In his telling of the story, goofy Juli just can’t take a hint and
runs after him, pursuing him to the point that he has to hide behind
his mom.

But then the episode is run through again, this time from Juli’s point
of view. What Juli sees is that Bryce is just as smitten as she is.
When he pushes her hand away, he’s trying to hold it, she thinks. She
reads in his “dazzling eyes” a love that is fully requited. He’s
“walking around with my first kiss inside of him,” she tells herself.

Thus begins “a half-decade of strategic avoidance and social
discomfort,” Bryce tells us.

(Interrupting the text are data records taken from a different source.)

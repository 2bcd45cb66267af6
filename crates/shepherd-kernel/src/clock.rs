//! Injectable wall clock so cool-down behaviour can be tested without sleeping.

use std::sync::{Mutex, PoisonError};

use chrono::{DateTime, Duration, Utc};

/// Source of "now" for breaker timestamps and record creation times.
pub trait Clock: Send + Sync {
    fn now(&self) -> DateTime<Utc>;
}

/// The real UTC clock.
#[derive(Debug, Default, Clone, Copy)]
pub struct SystemClock;

impl Clock for SystemClock {
    fn now(&self) -> DateTime<Utc> {
        Utc::now()
    }
}

/// A clock that only moves when told to.
///
/// ```
/// use chrono::{Duration, Utc};
/// use shepherd_kernel::clock::{Clock, ManualClock};
///
/// let start = Utc::now();
/// let clock = ManualClock::new(start);
/// clock.advance(Duration::minutes(5));
/// assert_eq!(clock.now(), start + Duration::minutes(5));
/// ```
#[derive(Debug)]
pub struct ManualClock {
    now: Mutex<DateTime<Utc>>,
}

impl ManualClock {
    pub fn new(start: DateTime<Utc>) -> Self {
        Self {
            now: Mutex::new(start),
        }
    }

    pub fn advance(&self, by: Duration) {
        let mut now = self.now.lock().unwrap_or_else(PoisonError::into_inner);
        *now += by;
    }

    pub fn set(&self, to: DateTime<Utc>) {
        *self.now.lock().unwrap_or_else(PoisonError::into_inner) = to;
    }
}

impl Clock for ManualClock {
    fn now(&self) -> DateTime<Utc> {
        *self.now.lock().unwrap_or_else(PoisonError::into_inner)
    }
}
//! Tracing and OpenTelemetry initialisation for the operator console.
//!
//! # Environment variables
//!
//! | Variable | Effect |
//! |---|---|
//! | `OTEL_EXPORTER_OTLP_ENDPOINT` | OTLP collector base URL (e.g. `http://localhost:4318`). When set the OTLP HTTP exporter is activated. |
//! | `RUST_LOG` | Log filter (default `"info"`). |
//! | `SHEPHERD_LOG_FORMAT=json` | Emit newline-delimited JSON logs. |

use opentelemetry::trace::TracerProvider as _;
use opentelemetry_otlp::WithExportConfig;
use opentelemetry_sdk::{Resource, trace::SdkTracerProvider};
use tracing_subscriber::{EnvFilter, layer::SubscriberExt, util::SubscriberInitExt};

/// Install the global `tracing` subscriber.
///
/// Guardrail decisions logged by `shepherd-kernel` (violations, breaker
/// transitions, kill-switch activations) are forwarded to the OTLP collector
/// when one is configured, and always written to stderr.
///
/// Hold the returned guard for the lifetime of the process.
pub fn init_tracing(service_name: &str) -> TracerProviderGuard {
    let log_level = std::env::var("RUST_LOG").unwrap_or_else(|_| "info".to_string());
    let env_filter =
        EnvFilter::try_from_default_env().unwrap_or_else(|_| EnvFilter::new(log_level));
    let use_json = std::env::var("SHEPHERD_LOG_FORMAT").as_deref() == Ok("json");

    let provider = build_provider(service_name);
    let otel_layer = provider
        .as_ref()
        .map(|p| tracing_opentelemetry::layer().with_tracer(p.tracer("shepherd")));

    let registry = tracing_subscriber::registry().with(env_filter).with(otel_layer);
    if use_json {
        registry
            .with(tracing_subscriber::fmt::layer().json().with_writer(std::io::stderr))
            .init();
    } else {
        registry
            .with(tracing_subscriber::fmt::layer().compact().with_writer(std::io::stderr))
            .init();
    }

    TracerProviderGuard(provider)
}

/// Shuts down the OTel [`SdkTracerProvider`] on drop, flushing pending spans.
pub struct TracerProviderGuard(Option<SdkTracerProvider>);

impl Drop for TracerProviderGuard {
    fn drop(&mut self) {
        if let Some(provider) = self.0.take()
            && let Err(e) = provider.shutdown()
        {
            eprintln!("[shepherd] OpenTelemetry provider shutdown error: {e}");
        }
    }
}

/// `None` when `OTEL_EXPORTER_OTLP_ENDPOINT` is absent or the exporter cannot
/// be built.
fn build_provider(service_name: &str) -> Option<SdkTracerProvider> {
    let endpoint = std::env::var("OTEL_EXPORTER_OTLP_ENDPOINT").ok()?;

    let exporter = opentelemetry_otlp::SpanExporter::builder()
        .with_http()
        .with_endpoint(endpoint)
        .build()
        .map_err(|e| eprintln!("[shepherd] OTLP exporter init failed: {e}"))
        .ok()?;

    let resource = Resource::builder()
        .with_service_name(service_name.to_string())
        .build();

    Some(
        SdkTracerProvider::builder()
            .with_resource(resource)
            // The Tokio runtime is created after this runs, so no batch exporter.
            .with_simple_exporter(exporter)
            .build(),
    )
}

#[cfg(test)]
mod tests {
    use super::*;

    #[test]
    fn build_provider_returns_none_without_endpoint() {
        // SAFETY: no other test in this binary reads this variable.
        unsafe { std::env::remove_var("OTEL_EXPORTER_OTLP_ENDPOINT") };
        assert!(build_provider("shepherd-test").is_none());
    }

    #[test]
    fn guard_without_provider_drops_cleanly() {
        drop(TracerProviderGuard(None));
    }
}
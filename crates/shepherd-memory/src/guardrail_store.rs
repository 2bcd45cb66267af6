//! SQLite-backed durable store for guardrail violations and audit entries.
//!
//! # Storage layout
//!
//! Two tables are created (if they do not already exist) by [`SqliteGuardrailStore::open`]
//! and [`SqliteGuardrailStore::open_in_memory`]:
//!
//! `guardrail_violations`
//!
//! | column      | type    | description                                 |
//! |-------------|---------|---------------------------------------------|
//! | agent       | TEXT    | Agent identifier (`cartAgent`, ...)         |
//! | action      | TEXT    | Action type                                 |
//! | user_id     | TEXT    | Attributed user, nullable                   |
//! | reason      | TEXT    | Rejection reason                            |
//! | severity    | TEXT    | `low` / `medium` / `high` / `critical`      |
//! | payload     | TEXT    | Original action payload as JSON             |
//! | check_name  | TEXT    | Name of the check that failed               |
//! | created_at  | TEXT    | RFC-3339 time of the violation (UTC)        |
//!
//! `guardrail_audit_logs`
//!
//! | column      | type    | description                                 |
//! |-------------|---------|---------------------------------------------|
//! | id          | TEXT    | UUID v4 primary key                         |
//! | agent       | TEXT    | Agent identifier                            |
//! | action      | TEXT    | Action type                                 |
//! | user_id     | TEXT    | Attributed user, nullable                   |
//! | approved    | INTEGER | 1 when the action was approved              |
//! | reason      | TEXT    | Rejection reason, nullable                  |
//! | warnings    | TEXT    | JSON array of warnings, nullable            |
//! | payload     | TEXT    | Original action payload as JSON             |
//! | created_at  | TEXT    | RFC-3339 time of the decision (UTC)         |
//!
//! The corrected payload (`GuardrailResult::modified`) is not stored; audit
//! entries read back from SQLite always have `modified: None`.
//!
//! [`SqliteGuardrailStore::open_existing`] skips schema creation; writing to a
//! database whose tables were never created reports
//! [`StoreError::MissingTable`].
//!
//! # Example
//!
//! ```rust
//! use chrono::Utc;
//! use serde_json::json;
//! use shepherd_kernel::GuardrailStore;
//! use shepherd_memory::guardrail_store::SqliteGuardrailStore;
//! use shepherd_types::{AgentType, GuardrailViolation, Severity};
//!
//! let mut store = SqliteGuardrailStore::open_in_memory().unwrap();
//! store
//!     .insert_violation(&GuardrailViolation {
//!         agent: AgentType::CartAgent,
//!         action_type: "add_item".into(),
//!         user_id: Some("u1".into()),
//!         reason: "over budget".into(),
//!         severity: Severity::High,
//!         timestamp: Utc::now(),
//!         payload: json!({ "qty": 40 }),
//!         check_name: "budget".into(),
//!     })
//!     .unwrap();
//!
//! let stored = store.violations_for(AgentType::CartAgent, 10).unwrap();
//! assert_eq!(stored[0].check_name, "budget");
//! ```

use chrono::{DateTime, Utc};
use rusqlite::{Connection, Row, params};
use shepherd_kernel::persistence::{GuardrailStore, StoreError};
use shepherd_types::{AgentType, AuditLog, GuardrailResult, GuardrailViolation, Severity};
use thiserror::Error;
use tracing::debug;
use uuid::Uuid;

pub const VIOLATIONS_TABLE: &str = "guardrail_violations";
pub const AUDIT_TABLE: &str = "guardrail_audit_logs";

// ─────────────────────────────────────────────────────────────────────────────
// Error type
// ─────────────────────────────────────────────────────────────────────────────

/// Errors that can arise from guardrail store operations.
#[derive(Error, Debug)]
pub enum SqliteStoreError {
    #[error("SQLite error: {0}")]
    Sqlite(#[from] rusqlite::Error),
    #[error("JSON error: {0}")]
    Json(#[from] serde_json::Error),
    #[error("Corrupt row: {0}")]
    Corrupt(String),
}

impl From<SqliteStoreError> for StoreError {
    fn from(e: SqliteStoreError) -> Self {
        match e {
            SqliteStoreError::Sqlite(err) => match missing_table(&err) {
                Some(table) => StoreError::MissingTable(table),
                None => StoreError::Backend(err.to_string()),
            },
            SqliteStoreError::Json(err) => StoreError::Serialization(err.to_string()),
            SqliteStoreError::Corrupt(msg) => StoreError::Serialization(msg),
        }
    }
}

/// Extract the table name from SQLite's "no such table: X" failure.
fn missing_table(err: &rusqlite::Error) -> Option<String> {
    match err {
        rusqlite::Error::SqliteFailure(_, Some(msg)) => msg
            .strip_prefix("no such table: ")
            .map(|table| table.trim().to_string()),
        _ => None,
    }
}

// ─────────────────────────────────────────────────────────────────────────────
// SqliteGuardrailStore
// ─────────────────────────────────────────────────────────────────────────────

pub struct SqliteGuardrailStore {
    conn: Connection,
}

impl SqliteGuardrailStore {
    /// Open (or create) a persistent SQLite database at `path` and make sure
    /// both tables exist.
    pub fn open(path: &str) -> Result<Self, SqliteStoreError> {
        let store = Self::open_existing(path)?;
        store.init_schema()?;
        Ok(store)
    }

    /// Open a temporary in-memory database (useful for testing).
    pub fn open_in_memory() -> Result<Self, SqliteStoreError> {
        let store = Self::from_connection(Connection::open_in_memory()?);
        store.init_schema()?;
        Ok(store)
    }

    /// Open `path` without touching the schema.
    pub fn open_existing(path: &str) -> Result<Self, SqliteStoreError> {
        Ok(Self::from_connection(Connection::open(path)?))
    }

    /// Wrap an already-open connection without touching the schema.
    pub fn from_connection(conn: Connection) -> Self {
        Self { conn }
    }

    fn init_schema(&self) -> Result<(), SqliteStoreError> {
        self.conn.execute_batch(
            "CREATE TABLE IF NOT EXISTS guardrail_violations (
                agent      TEXT NOT NULL,
                action     TEXT NOT NULL,
                user_id    TEXT,
                reason     TEXT NOT NULL,
                severity   TEXT NOT NULL,
                payload    TEXT NOT NULL,
                check_name TEXT NOT NULL,
                created_at TEXT NOT NULL
            );
            CREATE INDEX IF NOT EXISTS idx_guardrail_violations_agent
                ON guardrail_violations (agent, created_at);
            CREATE TABLE IF NOT EXISTS guardrail_audit_logs (
                id         TEXT NOT NULL PRIMARY KEY,
                agent      TEXT NOT NULL,
                action     TEXT NOT NULL,
                user_id    TEXT,
                approved   INTEGER NOT NULL,
                reason     TEXT,
                warnings   TEXT,
                payload    TEXT NOT NULL,
                created_at TEXT NOT NULL
            );",
        )?;
        debug!("guardrail store schema ready");
        Ok(())
    }

    /// The most recent `limit` violations for `agent`, newest first.
    pub fn violations_for(
        &self,
        agent: AgentType,
        limit: usize,
    ) -> Result<Vec<GuardrailViolation>, SqliteStoreError> {
        let mut stmt = self.conn.prepare(
            "SELECT agent, action, user_id, reason, severity, payload, check_name, created_at
             FROM guardrail_violations
             WHERE agent = ?1
             ORDER BY created_at DESC, rowid DESC
             LIMIT ?2",
        )?;
        let rows = stmt.query_map(params![agent.as_str(), limit as i64], RawViolation::from_row)?;
        rows.map(|raw| -> Result<GuardrailViolation, SqliteStoreError> { raw?.into_violation() })
            .collect()
    }

    /// The most recent `limit` audit entries for `agent`, newest first.
    pub fn audits_for(&self, agent: AgentType, limit: usize) -> Result<Vec<AuditLog>, SqliteStoreError> {
        let mut stmt = self.conn.prepare(
            "SELECT id, agent, action, user_id, approved, reason, warnings, payload, created_at
             FROM guardrail_audit_logs
             WHERE agent = ?1
             ORDER BY created_at DESC, rowid DESC
             LIMIT ?2",
        )?;
        let rows = stmt.query_map(params![agent.as_str(), limit as i64], RawAudit::from_row)?;
        rows.map(|raw| -> Result<AuditLog, SqliteStoreError> { raw?.into_audit() })
            .collect()
    }

    pub fn violation_count(&self) -> Result<u64, SqliteStoreError> {
        self.count(VIOLATIONS_TABLE)
    }

    pub fn audit_count(&self) -> Result<u64, SqliteStoreError> {
        self.count(AUDIT_TABLE)
    }

    /// Number of audit entries recording an approval.
    pub fn approved_count(&self) -> Result<u64, SqliteStoreError> {
        let n: i64 = self.conn.query_row(
            "SELECT COUNT(*) FROM guardrail_audit_logs WHERE approved = 1",
            [],
            |row| row.get(0),
        )?;
        Ok(n.max(0) as u64)
    }

    fn count(&self, table: &str) -> Result<u64, SqliteStoreError> {
        let n: i64 = self
            .conn
            .query_row(&format!("SELECT COUNT(*) FROM {table}"), [], |row| row.get(0))?;
        Ok(n.max(0) as u64)
    }

    fn write_violation(&self, v: &GuardrailViolation) -> Result<(), SqliteStoreError> {
        self.conn.execute(
            "INSERT INTO guardrail_violations
                 (agent, action, user_id, reason, severity, payload, check_name, created_at)
             VALUES (?1, ?2, ?3, ?4, ?5, ?6, ?7, ?8)",
            params![
                v.agent.as_str(),
                v.action_type,
                v.user_id,
                v.reason,
                v.severity.as_str(),
                serde_json::to_string(&v.payload)?,
                v.check_name,
                v.timestamp.to_rfc3339(),
            ],
        )?;
        Ok(())
    }

    fn write_audit(&self, a: &AuditLog) -> Result<(), SqliteStoreError> {
        self.conn.execute(
            "INSERT OR REPLACE INTO guardrail_audit_logs
                 (id, agent, action, user_id, approved, reason, warnings, payload, created_at)
             VALUES (?1, ?2, ?3, ?4, ?5, ?6, ?7, ?8, ?9)",
            params![
                a.id.to_string(),
                a.agent.as_str(),
                a.action_type,
                a.user_id,
                a.result.approved,
                a.result.reason,
                a.result.warnings.as_ref().map(serde_json::to_string).transpose()?,
                serde_json::to_string(&a.payload)?,
                a.timestamp.to_rfc3339(),
            ],
        )?;
        Ok(())
    }
}

impl GuardrailStore for SqliteGuardrailStore {
    fn insert_violation(&mut self, violation: &GuardrailViolation) -> Result<(), StoreError> {
        Ok(self.write_violation(violation)?)
    }

    fn insert_audit(&mut self, entry: &AuditLog) -> Result<(), StoreError> {
        Ok(self.write_audit(entry)?)
    }
}

// ─────────────────────────────────────────────────────────────────────────────
// Row decoding
// ─────────────────────────────────────────────────────────────────────────────

struct RawViolation {
    agent: String,
    action: String,
    user_id: Option<String>,
    reason: String,
    severity: String,
    payload: String,
    check_name: String,
    created_at: String,
}

impl RawViolation {
    fn from_row(row: &Row<'_>) -> rusqlite::Result<Self> {
        Ok(Self {
            agent: row.get(0)?,
            action: row.get(1)?,
            user_id: row.get(2)?,
            reason: row.get(3)?,
            severity: row.get(4)?,
            payload: row.get(5)?,
            check_name: row.get(6)?,
            created_at: row.get(7)?,
        })
    }

    fn into_violation(self) -> Result<GuardrailViolation, SqliteStoreError> {
        Ok(GuardrailViolation {
            agent: parse_agent(&self.agent)?,
            action_type: self.action,
            user_id: self.user_id,
            reason: self.reason,
            severity: self
                .severity
                .parse::<Severity>()
                .map_err(SqliteStoreError::Corrupt)?,
            timestamp: parse_time(&self.created_at)?,
            payload: serde_json::from_str(&self.payload)?,
            check_name: self.check_name,
        })
    }
}

struct RawAudit {
    id: String,
    agent: String,
    action: String,
    user_id: Option<String>,
    approved: bool,
    reason: Option<String>,
    warnings: Option<String>,
    payload: String,
    created_at: String,
}

impl RawAudit {
    fn from_row(row: &Row<'_>) -> rusqlite::Result<Self> {
        Ok(Self {
            id: row.get(0)?,
            agent: row.get(1)?,
            action: row.get(2)?,
            user_id: row.get(3)?,
            approved: row.get(4)?,
            reason: row.get(5)?,
            warnings: row.get(6)?,
            payload: row.get(7)?,
            created_at: row.get(8)?,
        })
    }

    fn into_audit(self) -> Result<AuditLog, SqliteStoreError> {
        Ok(AuditLog {
            id: Uuid::parse_str(&self.id)
                .map_err(|e| SqliteStoreError::Corrupt(format!("audit id {}: {e}", self.id)))?,
            agent: parse_agent(&self.agent)?,
            action_type: self.action,
            user_id: self.user_id,
            result: GuardrailResult {
                approved: self.approved,
                reason: self.reason,
                warnings: self.warnings.as_deref().map(serde_json::from_str).transpose()?,
                modified: None,
            },
            timestamp: parse_time(&self.created_at)?,
            payload: serde_json::from_str(&self.payload)?,
        })
    }
}

fn parse_agent(s: &str) -> Result<AgentType, SqliteStoreError> {
    s.parse::<AgentType>()
        .map_err(|e| SqliteStoreError::Corrupt(e.to_string()))
}

fn parse_time(s: &str) -> Result<DateTime<Utc>, SqliteStoreError> {
    DateTime::parse_from_rfc3339(s)
        .map(|t| t.with_timezone(&Utc))
        .map_err(|e| SqliteStoreError::Corrupt(format!("timestamp {s}: {e}")))
}

// ─────────────────────────────────────────────────────────────────────────────
// Tests
// ─────────────────────────────────────────────────────────────────────────────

Juli continues to get starry-eyed
whenever Bryce is around, even leaning forward from her school desk to
sniff his hair, to his overwhelming embarrassment. Through the years
Bryce continues to be discomfited and irritated by her attentions. It
doesn’t help that Juli’s family is weird: her overworked mom cooks,
cleans, and holds down a job while her dad stands outside painting
landscapes. Their front yard is a wreck, the embarrassment of the
neighborhood, and Juli develops a habit of spending hours sitting in a
sycamore tree.

Then, when Bryce is in 7th grade, his recently-widowed grandfather
Chet comes to live with the Loskis. About this time Juli learns that
her tree is going to be cut down, to make way for a house. She
occupies the tree in order to save it, and the newspaper runs a story
headed “Local Girl Takes a Stand.” For Chet, this is the kind of
spunkiness his dear wife would have shown, and he begins to encourage
Bryce to get to know Juli better. For Bryce, however, tree-sitting is
more of the weirdo behavior that has had him running in the opposite
direction for years.

The novel Flipped, by Wendelin Van Draanen, has been a hit with kids
in that 10-14 age bracket for whom feelings about romance are
new--exciting, confusing, and seldom efficiently in synch. Van
Draanen’s technique of telling an incident from both points of view
amounts to a tutorial in adolescent romantic communication.

But director Rob Reiner has brought the story to the screen aiming, I
think, at a different audience. Youthful fans of the book can be taken
for granted, but Reiner has transposed the action from the present day
(as it is in the book) to 1963, angling for a catch of baby boomers as
well. The result is a relentless exercise in nostalgia—clothes, hair
styles, cars, and doo-wop soundtrack—that begins to feel manipulative.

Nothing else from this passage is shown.